//! Manifest text to tree.
//!
//! Pure syntax: no schema knowledge lives here. The only checks are that the
//! file can be read, is valid YAML, and has a mapping at the root.

use std::fs::File;
use std::io::Read;
use std::path::Path;

use serde_json::Value;
use tracing::debug;

use crate::error::ParseError;

/// Maximum allowed manifest size (1 MB).
pub const MAX_MANIFEST_SIZE: u64 = 1_048_576;

/// Read and parse the manifest at `path`.
///
/// The size is checked on the open handle before anything is read, and the
/// read itself stops one byte past the limit, so a file that grows between
/// the two is still rejected.
///
/// # Errors
///
/// Returns [`ParseError::Unreadable`] or [`ParseError::TooLarge`] when the
/// file cannot be used, and [`ParseError::Syntax`] or
/// [`ParseError::NotAnObject`] when its contents are not a YAML mapping.
pub fn parse(path: &Path) -> Result<Value, ParseError> {
    let display = path.display().to_string();
    let unreadable = |source| ParseError::Unreadable {
        path: display.clone(),
        source,
    };
    let too_large = |size| ParseError::TooLarge {
        path: display.clone(),
        size,
        limit: MAX_MANIFEST_SIZE,
    };

    let file = File::open(path).map_err(unreadable)?;
    let size = file.metadata().map_err(unreadable)?.len();
    if size > MAX_MANIFEST_SIZE {
        return Err(too_large(size));
    }

    let mut content = String::new();
    file.take(MAX_MANIFEST_SIZE.saturating_add(1))
        .read_to_string(&mut content)
        .map_err(unreadable)?;
    let read = content.len() as u64;
    if read > MAX_MANIFEST_SIZE {
        return Err(too_large(read));
    }

    parse_str(&display, &content)
}

/// Parse manifest text already in memory. `source` names the text in errors.
///
/// # Errors
///
/// Returns [`ParseError::Syntax`] for invalid YAML and
/// [`ParseError::NotAnObject`] when the root is not a mapping.
pub fn parse_str(source: &str, content: &str) -> Result<Value, ParseError> {
    let tree: Value = serde_yaml::from_str(content).map_err(|e| ParseError::Syntax {
        path: source.to_owned(),
        source: e,
    })?;

    if !tree.is_object() {
        return Err(ParseError::NotAnObject {
            path: source.to_owned(),
            found: kind_of(&tree),
        });
    }

    debug!(source, "parsed manifest");
    Ok(tree)
}

/// Short name for the kind of a JSON value, for error messages.
#[must_use]
pub fn kind_of(value: &Value) -> &'static str {
    match value {
        Value::Null => "null",
        Value::Bool(_) => "boolean",
        Value::Number(_) => "number",
        Value::String(_) => "string",
        Value::Array(_) => "sequence",
        Value::Object(_) => "mapping",
    }
}

#[cfg(test)]
mod tests {
    use super::*;

    #[test]
    fn test_parse_str_mapping() {
        let tree = parse_str("<test>", "service: orders\nowner: team-a\n").unwrap();
        assert_eq!(tree["service"], "orders");
        assert_eq!(tree["owner"], "team-a");
    }

    #[test]
    fn test_parse_str_syntax_error() {
        let err = parse_str("<test>", "service: [unclosed\n").unwrap_err();
        assert!(matches!(err, ParseError::Syntax { .. }));
    }

    #[test]
    fn test_parse_str_non_object_root() {
        let err = parse_str("<test>", "- a\n- b\n").unwrap_err();
        assert!(matches!(err, ParseError::NotAnObject { found: "sequence", .. }));

        let err = parse_str("<test>", "just a string").unwrap_err();
        assert!(matches!(err, ParseError::NotAnObject { found: "string", .. }));
    }

    #[test]
    fn test_parse_missing_file() {
        let err = parse(Path::new("/nonexistent/strata.yml")).unwrap_err();
        assert!(matches!(err, ParseError::Unreadable { .. }));
    }

    #[test]
    fn test_parse_file() {
        let dir = tempfile::tempdir().unwrap();
        let path = dir.path().join("service.yml");
        std::fs::write(&path, "service: orders\ncomponents: []\n").unwrap();

        let tree = parse(&path).unwrap();
        assert_eq!(tree["components"], Value::Array(Vec::new()));
    }

    #[test]
    fn test_oversized_manifest_rejected() {
        let dir = tempfile::tempdir().unwrap();
        let path = dir.path().join("huge.yml");
        let data = "service: \"".to_owned() + &"a".repeat(1_100_000) + "\"";
        std::fs::write(&path, data).unwrap();

        let result = parse(&path);
        assert!(
            matches!(result, Err(ParseError::TooLarge { .. })),
            "Expected TooLarge for oversized manifest, got: {result:?}"
        );
    }

    #[test]
    fn test_size_checked_before_reading() {
        // Not valid UTF-8: reading it first would fail as Unreadable.
        let dir = tempfile::tempdir().unwrap();
        let path = dir.path().join("binary.yml");
        let file = std::fs::File::create(&path).unwrap();
        file.set_len(MAX_MANIFEST_SIZE.saturating_add(4096)).unwrap();
        std::fs::OpenOptions::new()
            .write(true)
            .open(&path)
            .and_then(|mut f| std::io::Write::write_all(&mut f, &[0xFF, 0xFE]))
            .unwrap();

        match parse(&path).unwrap_err() {
            ParseError::TooLarge { size, .. } => assert_eq!(size, MAX_MANIFEST_SIZE.saturating_add(4096)),
            other => panic!("expected TooLarge, got {other:?}"),
        }
    }

    #[test]
    fn test_unquoted_date_stays_string() {
        let tree = parse_str("<test>", "expiresOn: 2030-01-01\n").unwrap();
        assert_eq!(tree["expiresOn"], "2030-01-01");
    }
}
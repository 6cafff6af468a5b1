//! Prelude module - commonly used types for convenient import.
//!
//! Use `use strata_config::prelude::*;` to import all essential types.

pub use crate::{
    ConfigLayer, ConfigMergeError, ConfigPrecedenceResolver, ConfigResult, FieldSources,
    PlatformDefaults, ResolutionContext, ResolvedComponentConfig, ShowFormat,
};
//! Organization platform-defaults file.
//!
//! A YAML mapping keyed by component type. Each entry is deep-merged over the
//! component type's built-in platform defaults to form layer 2:
//!
//! ```yaml
//! lambda-api:
//!   memorySize: 512
//!   tags:
//!     cost-center: "4411"
//! s3-bucket:
//!   versioned: true
//! ```

use std::collections::BTreeMap;
use std::fs::File;
use std::io::Read;
use std::path::Path;

use serde_json::Value;
use tracing::{debug, info};

use crate::error::{ConfigMergeError, ConfigResult};

/// Maximum allowed platform-defaults file size (1 MB).
pub const MAX_DEFAULTS_FILE_SIZE: u64 = 1_048_576;

/// Organization defaults, keyed by component type.
#[derive(Debug, Clone, Default, PartialEq)]
pub struct PlatformDefaults {
    by_type: BTreeMap<String, Value>,
    source: Option<String>,
}

impl PlatformDefaults {
    /// No organization defaults.
    #[must_use]
    pub fn empty() -> Self {
        Self::default()
    }

    /// Load defaults from a YAML file.
    ///
    /// # Errors
    ///
    /// Returns an error if the file cannot be read, exceeds
    /// [`MAX_DEFAULTS_FILE_SIZE`], is not valid YAML, or is not a mapping of
    /// component type to mapping.
    pub fn load(path: &Path) -> ConfigResult<Self> {
        let display = path.display().to_string();
        let read_error = |source| ConfigMergeError::ReadError {
            path: display.clone(),
            source,
        };
        let too_large = |size: u64| ConfigMergeError::ValidationError {
            field: display.clone(),
            message: format!(
                "platform defaults file is {size} bytes, exceeding the \
                 {MAX_DEFAULTS_FILE_SIZE} byte limit"
            ),
        };

        let file = File::open(path).map_err(read_error)?;
        let size = file.metadata().map_err(read_error)?.len();
        if size > MAX_DEFAULTS_FILE_SIZE {
            return Err(too_large(size));
        }

        // Bounded read: a file that grew after the stat is still rejected.
        let mut content = String::new();
        file.take(MAX_DEFAULTS_FILE_SIZE.saturating_add(1))
            .read_to_string(&mut content)
            .map_err(read_error)?;
        if content.len() as u64 > MAX_DEFAULTS_FILE_SIZE {
            return Err(too_large(content.len() as u64));
        }

        let mut defaults = Self::from_yaml_str(&display, &content)?;
        defaults.source = Some(display);
        info!(
            path = %path.display(),
            types = defaults.by_type.len(),
            "Loaded platform defaults"
        );
        Ok(defaults)
    }

    /// Parse defaults from YAML text. `source` names the text in errors.
    ///
    /// # Errors
    ///
    /// Returns an error if the text is not valid YAML or does not have the
    /// expected shape.
    pub fn from_yaml_str(source: &str, content: &str) -> ConfigResult<Self> {
        if content.trim().is_empty() {
            return Ok(Self::empty());
        }
        let tree: Value =
            serde_yaml::from_str(content).map_err(|e| ConfigMergeError::ParseError {
                path: source.to_owned(),
                source: e,
            })?;
        Self::from_value(tree)
    }

    /// Build defaults from an already-parsed tree.
    ///
    /// An empty document (`null`) yields no defaults.
    ///
    /// # Errors
    ///
    /// Returns [`ConfigMergeError::ValidationError`] if the root or any entry
    /// is not a mapping.
    pub fn from_value(tree: Value) -> ConfigResult<Self> {
        let map = match tree {
            Value::Null => return Ok(Self::empty()),
            Value::Object(map) => map,
            _ => {
                return Err(ConfigMergeError::ValidationError {
                    field: "<root>".to_owned(),
                    message: "platform defaults must be a mapping keyed by component type"
                        .to_owned(),
                });
            },
        };

        let mut by_type = BTreeMap::new();
        for (type_name, entry) in map {
            if !entry.is_object() {
                return Err(ConfigMergeError::ValidationError {
                    field: type_name,
                    message: "defaults for a component type must be a mapping".to_owned(),
                });
            }
            debug!(component_type = %type_name, "platform defaults entry");
            by_type.insert(type_name, entry);
        }

        Ok(Self {
            by_type,
            source: None,
        })
    }

    /// Add or replace the defaults for one component type.
    #[must_use]
    pub fn with_type(mut self, type_name: impl Into<String>, defaults: Value) -> Self {
        self.by_type.insert(type_name.into(), defaults);
        self
    }

    /// Defaults for `type_name`, if any.
    #[must_use]
    pub fn get(&self, type_name: &str) -> Option<&Value> {
        self.by_type.get(type_name)
    }

    /// Component types that have defaults.
    pub fn type_names(&self) -> impl Iterator<Item = &str> {
        self.by_type.keys().map(String::as_str)
    }

    /// File the defaults were loaded from.
    #[must_use]
    pub fn source(&self) -> Option<&str> {
        self.source.as_deref()
    }

    /// Whether no defaults are configured.
    #[must_use]
    pub fn is_empty(&self) -> bool {
        self.by_type.is_empty()
    }
}

#[cfg(test)]
mod tests {
    use super::*;
    use serde_json::json;

    #[test]
    fn test_from_yaml_str() {
        let defaults = PlatformDefaults::from_yaml_str(
            "<test>",
            "lambda-api:\n  memorySize: 512\ns3-bucket:\n  versioned: true\n",
        )
        .unwrap();
        assert_eq!(defaults.get("lambda-api"), Some(&json!({ "memorySize": 512 })));
        assert!(defaults.get("sqs-queue").is_none());
        assert_eq!(
            defaults.type_names().collect::<Vec<_>>(),
            vec!["lambda-api", "s3-bucket"]
        );
    }

    #[test]
    fn test_empty_document() {
        let defaults = PlatformDefaults::from_yaml_str("<test>", "").unwrap();
        assert!(defaults.is_empty());
    }

    #[test]
    fn test_rejects_non_mapping_entry() {
        let err = PlatformDefaults::from_yaml_str("<test>", "lambda-api: 5\n").unwrap_err();
        assert!(matches!(
            err,
            ConfigMergeError::ValidationError { ref field, .. } if field == "lambda-api"
        ));
    }

    #[test]
    fn test_rejects_non_mapping_root() {
        let err = PlatformDefaults::from_yaml_str("<test>", "- a\n").unwrap_err();
        assert!(matches!(err, ConfigMergeError::ValidationError { .. }));
    }

    #[test]
    fn test_load_file() {
        let dir = tempfile::tempdir().unwrap();
        let path = dir.path().join("platform.yml");
        std::fs::write(&path, "sqs-queue:\n  visibilityTimeout: 60\n").unwrap();

        let defaults = PlatformDefaults::load(&path).unwrap();
        assert_eq!(defaults.get("sqs-queue").unwrap()["visibilityTimeout"], 60);
        assert_eq!(defaults.source(), Some(path.display().to_string().as_str()));
    }

    #[test]
    fn test_load_missing_file() {
        let err = PlatformDefaults::load(Path::new("/nonexistent/platform.yml")).unwrap_err();
        assert!(matches!(err, ConfigMergeError::ReadError { .. }));
    }

    #[test]
    fn test_oversized_file_rejected() {
        let dir = tempfile::tempdir().unwrap();
        let path = dir.path().join("huge.yml");
        let data = "x: \"".to_owned() + &"a".repeat(1_100_000) + "\"";
        std::fs::write(&path, data).unwrap();

        let result = PlatformDefaults::load(&path);
        assert!(
            matches!(result, Err(ConfigMergeError::ValidationError { .. })),
            "Expected ValidationError for oversized file, got: {result:?}"
        );
    }

    #[test]
    fn test_oversized_file_rejected_without_reading() {
        let dir = tempfile::tempdir().unwrap();
        let path = dir.path().join("sparse.yml");
        let file = std::fs::File::create(&path).unwrap();
        file.set_len(MAX_DEFAULTS_FILE_SIZE.saturating_add(1)).unwrap();
        std::fs::OpenOptions::new()
            .write(true)
            .open(&path)
            .and_then(|mut f| std::io::Write::write_all(&mut f, &[0xFF]))
            .unwrap();

        let err = PlatformDefaults::load(&path).unwrap_err();
        assert!(
            matches!(err, ConfigMergeError::ValidationError { .. }),
            "Expected ValidationError, got: {err:?}"
        );
    }
}
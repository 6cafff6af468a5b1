use strata_capabilities::{
    BindingContext, BindingResult, BindingStrategy, CapabilityBindingResult,
};
use strata_core::ComplianceFramework;

use super::{actions_for, data_flag};
use crate::components::STORAGE_S3;

const READ: &[&str] = &["s3:GetObject", "s3:ListBucket"];
const WRITE: &[&str] = &["s3:PutObject", "s3:AbortMultipartUpload"];
const ADMIN: &[&str] = &["s3:*"];

/// Grants a function access to an object storage bucket.
#[derive(Debug, Clone, Copy)]
pub struct S3Binder {
    source_type: &'static str,
}

impl S3Binder {
    /// Strategy for `source_type` components.
    #[must_use]
    pub fn new(source_type: &'static str) -> Self {
        Self { source_type }
    }
}

impl BindingStrategy for S3Binder {
    fn source_type(&self) -> &'static str {
        self.source_type
    }

    fn capability(&self) -> &'static str {
        STORAGE_S3
    }

    fn bind(&self, ctx: &BindingContext<'_>) -> BindingResult<CapabilityBindingResult> {
        let access = ctx.access();
        let mut actions = actions_for(access, READ, WRITE, ADMIN);
        if access.can_write() && ctx.option_bool("allowDelete", access.can_read()) {
            actions.push("s3:DeleteObject");
        }
        if data_flag(ctx, "kms") {
            if access.can_read() {
                actions.push("kms:Decrypt");
            }
            if access.can_write() {
                actions.push("kms:GenerateDataKey");
            }
        }

        let mut result =
            CapabilityBindingResult::grant(access, &actions, ctx.data_str("bucketArn")?)
                .env(ctx, "BUCKET_NAME", ctx.data_str("bucketName")?)?;

        if ctx.framework.is_fedramp() {
            result = result.harden("s3:deny-insecure-transport");
        }
        if ctx.framework >= ComplianceFramework::FedrampModerate {
            result = result.harden("s3:object-level-audit-logging");
        }
        Ok(result)
    }
}

#[cfg(test)]
mod tests {
    use super::*;
    use serde_json::{Value, json};
    use strata_core::{AccessLevel, BindingDeclaration};

    fn bind(decl: &Value, kms: bool, framework: ComplianceFramework) -> CapabilityBindingResult {
        let decl: BindingDeclaration = serde_json::from_value(decl.clone()).unwrap();
        let data = json!({
            "bucketName": "orders-assets",
            "bucketArn": "${ref:assets.arn}",
            "kms": kms
        });
        let ctx = BindingContext {
            declaration: &decl,
            framework,
            source_name: "worker",
            source_type: "lambda-worker",
            target_name: "assets",
            capability: STORAGE_S3,
            capability_data: &data,
        };
        S3Binder::new("lambda-worker").bind(&ctx).unwrap()
    }

    #[test]
    fn test_read_only() {
        let result = bind(&json!({ "to": "assets" }), false, ComplianceFramework::Commercial);
        assert_eq!(result.granted_access.level, AccessLevel::Read);
        assert_eq!(result.granted_access.actions, vec!["s3:GetObject", "s3:ListBucket"]);
        assert_eq!(result.environment_variables["BUCKET_NAME"], "orders-assets");
        assert!(result.hardening_applied.is_empty());
    }

    #[test]
    fn test_write_only_cannot_delete_by_default() {
        let result = bind(
            &json!({ "to": "assets", "access": "write" }),
            true,
            ComplianceFramework::FedrampLow,
        );
        let actions = &result.granted_access.actions;
        assert!(actions.contains(&"s3:PutObject".to_owned()));
        assert!(actions.contains(&"kms:GenerateDataKey".to_owned()));
        assert!(!actions.contains(&"s3:DeleteObject".to_owned()));
        assert!(!actions.contains(&"kms:Decrypt".to_owned()));
        assert_eq!(result.hardening_applied, vec!["s3:deny-insecure-transport"]);
    }

    #[test]
    fn test_readwrite_deletes_unless_disabled() {
        let result = bind(
            &json!({ "to": "assets", "access": "readwrite" }),
            false,
            ComplianceFramework::FedrampModerate,
        );
        assert!(result.granted_access.actions.contains(&"s3:DeleteObject".to_owned()));
        assert_eq!(result.hardening_applied.len(), 2);

        let result = bind(
            &json!({ "to": "assets", "access": "readwrite", "options": { "allowDelete": false } }),
            false,
            ComplianceFramework::Commercial,
        );
        assert!(!result.granted_access.actions.contains(&"s3:DeleteObject".to_owned()));
    }
}
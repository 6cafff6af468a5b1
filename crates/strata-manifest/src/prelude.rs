//! Prelude module - commonly used types for convenient import.
//!
//! Use `use strata_manifest::prelude::*;` to import all essential types.

// Errors
pub use crate::{ManifestError, ManifestResult, ParseError, SchemaValidationError, Stage};

// Pipeline
pub use crate::{ManifestPipeline, PlannedManifest, ValidatedManifest, Warning};

// Schema
pub use crate::{MasterSchema, SchemaComposer};
//! Shared enums: compliance frameworks and binding access levels.

use std::fmt;
use std::str::FromStr;

use serde::{Deserialize, Serialize};
use thiserror::Error;

/// A string did not name a known enum variant.
#[derive(Debug, Clone, PartialEq, Eq, Error)]
#[error("unknown {kind} '{value}'; expected one of: {expected}")]
pub struct UnknownVariant {
    /// What was being parsed (e.g. "compliance framework").
    pub kind: &'static str,
    /// The rejected input.
    pub value: String,
    /// Comma-separated list of accepted values.
    pub expected: &'static str,
}

/// Compliance strictness tier.
///
/// Variants are declared from least to most strict, so the derived `Ord`
/// can be used to gate escalating defaults (`framework >= FedrampModerate`).
#[derive(
    Debug, Clone, Copy, Default, PartialEq, Eq, Hash, PartialOrd, Ord, Serialize, Deserialize,
)]
#[serde(rename_all = "kebab-case")]
pub enum ComplianceFramework {
    /// No regulatory baseline.
    #[default]
    Commercial,
    /// `FedRAMP` Low baseline.
    FedrampLow,
    /// `FedRAMP` Moderate baseline.
    FedrampModerate,
    /// `FedRAMP` High baseline.
    FedrampHigh,
}

impl ComplianceFramework {
    /// Every framework, least strict first.
    pub const ALL: [Self; 4] = [
        Self::Commercial,
        Self::FedrampLow,
        Self::FedrampModerate,
        Self::FedrampHigh,
    ];

    /// The manifest spelling of this framework.
    #[must_use]
    pub fn as_str(self) -> &'static str {
        match self {
            Self::Commercial => "commercial",
            Self::FedrampLow => "fedramp-low",
            Self::FedrampModerate => "fedramp-moderate",
            Self::FedrampHigh => "fedramp-high",
        }
    }

    /// Whether this is any `FedRAMP` baseline.
    #[must_use]
    pub fn is_fedramp(self) -> bool {
        !matches!(self, Self::Commercial)
    }
}

impl fmt::Display for ComplianceFramework {
    fn fmt(&self, f: &mut fmt::Formatter<'_>) -> fmt::Result {
        f.write_str(self.as_str())
    }
}

impl FromStr for ComplianceFramework {
    type Err = UnknownVariant;

    fn from_str(s: &str) -> Result<Self, Self::Err> {
        Self::ALL
            .into_iter()
            .find(|f| f.as_str() == s)
            .ok_or_else(|| UnknownVariant {
                kind: "compliance framework",
                value: s.to_owned(),
                expected: "commercial, fedramp-low, fedramp-moderate, fedramp-high",
            })
    }
}

/// Access level requested by a binding.
#[derive(Debug, Clone, Copy, Default, PartialEq, Eq, Hash, Serialize, Deserialize)]
#[serde(rename_all = "lowercase")]
pub enum AccessLevel {
    /// Read-only access.
    #[default]
    Read,
    /// Write-only access.
    Write,
    /// Read and write access.
    ReadWrite,
    /// Administrative access.
    Admin,
}

impl AccessLevel {
    /// Every access level, narrowest first.
    pub const ALL: [Self; 4] = [Self::Read, Self::Write, Self::ReadWrite, Self::Admin];

    /// The manifest spelling of this access level.
    #[must_use]
    pub fn as_str(self) -> &'static str {
        match self {
            Self::Read => "read",
            Self::Write => "write",
            Self::ReadWrite => "readwrite",
            Self::Admin => "admin",
        }
    }

    /// Whether this level grants read operations.
    #[must_use]
    pub fn can_read(self) -> bool {
        !matches!(self, Self::Write)
    }

    /// Whether this level grants write operations.
    #[must_use]
    pub fn can_write(self) -> bool {
        !matches!(self, Self::Read)
    }
}

impl fmt::Display for AccessLevel {
    fn fmt(&self, f: &mut fmt::Formatter<'_>) -> fmt::Result {
        f.write_str(self.as_str())
    }
}

impl FromStr for AccessLevel {
    type Err = UnknownVariant;

    fn from_str(s: &str) -> Result<Self, Self::Err> {
        Self::ALL
            .into_iter()
            .find(|a| a.as_str() == s)
            .ok_or_else(|| UnknownVariant {
                kind: "access level",
                value: s.to_owned(),
                expected: "read, write, readwrite, admin",
            })
    }
}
------------
WHAT THE TASK REQUIRES
The word "parsed" is the filter: copy every line of the listing above that contains it.

RESULT
    debug!(source, "parsed manifest");
    /// Build defaults from an already-parsed tree.
    /// What was being parsed (e.g. "compliance framework").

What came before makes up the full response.